Plugging the Funding Gap

Financial Executive – September 1, 2006 - Early-stage companies frequently find themselves unable to get venture capitalists interested in investing to get them to the next stage. Riding to the rescue are a group of specialists, advisors, “angel” investors and others.

For a variety of reasons, these sources say, the paucity of venture funding at this critical stage — known as Series A financing, where investors typically put up roughly $500,000 to $5 million — threatens to snuff out promising enterprises just as they begin to make progress. Without this crucial infusion of capital, says Tony Grover, managing director at RPM Ventures, a VC firm based in Ann Arbor, Mich., that focuses on early-stage investing, “Companies can end up in no-man’s-land.”

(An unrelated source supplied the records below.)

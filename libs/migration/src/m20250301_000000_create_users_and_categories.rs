use sea_orm_migration::{prelude::*, schema::*};

#[derive(DeriveMigrationName)]
pub struct Migration;

#[async_trait::async_trait]
impl MigrationTrait for Migration {
    async fn up(&self, manager: &SchemaManager) -> Result<(), DbErr> {
        manager
            .create_table(
                Table::create()
                    .table(Users::Table)
                    .if_not_exists()
                    .col(
                        ColumnDef::new(Users::Id)
                            .big_integer()
                            .not_null()
                            .auto_increment()
                            .primary_key(),
                    )
                    .col(string_len(Users::Name, 250))
                    .col(string_len(Users::Email, 254).unique_key())
                    .to_owned(),
            )
            .await?;

        manager
            .create_table(
                Table::create()
                    .table(Categories::Table)
                    .if_not_exists()
                    .col(
                        ColumnDef::new(Categories::Id)
                            .big_integer()
                            .not_null()
                            .auto_increment()
                            .primary_key(),
                    )
                    .col(string_len(Categories::Name, 50))
                    .to_owned(),
            )
            .await?;

        // Category names are unique regardless of case
        manager
            .get_connection()
            .execute_unprepared(
                "CREATE UNIQUE INDEX IF NOT EXISTS uq_categories_name_lower ON categories (LOWER(name))",
            )
            .await?;

        Ok(())
    }

    async fn down(&self, manager: &SchemaManager) -> Result<(), DbErr> {
        manager
            .drop_table(Table::drop().table(Categories::Table).to_owned())
            .await?;
        manager
            .drop_table(Table::drop().table(Users::Table).to_owned())
            .await?;
        Ok(())
    }
}

#[derive(DeriveIden)]
pub(crate) enum Users {
    Table,
    Id,
    Name,
    Email,
}

#[derive(DeriveIden)]
pub(crate) enum Categories {
    Table,
    Id,
    Name,
}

Finally, however, there are the hardy few — those stalwart venture capital firms that specialize in early-stage investments. “There is a capital gap, and we’re there filling it — but we’re very unusual,” says RPM’s Grover. He says the firm finds its investments by “walking the halls” of universities and developing contacts with top researchers and professors. Grover adds that his firm also maintains close ties to angel groups throughout the Midwest and co-invests with them.

Unlike later-stage investing, early-stage companies need more of a hands-on board, greater involvement and expertise. RPM, which specializes in finding companies developing the latest in automotive technology and chemical processes — key industries in the U.S. heartland — plays an important role in linking up its portfolio companies with heavy manufacturers.

“You have to roll up your sleeves and work pretty hard when you’re an early-stage investor,” Grover says. “Board members have to be there to help with strategy development. And if the CEO needs help with operational issues, you have to be an adviser and sounding board as well.”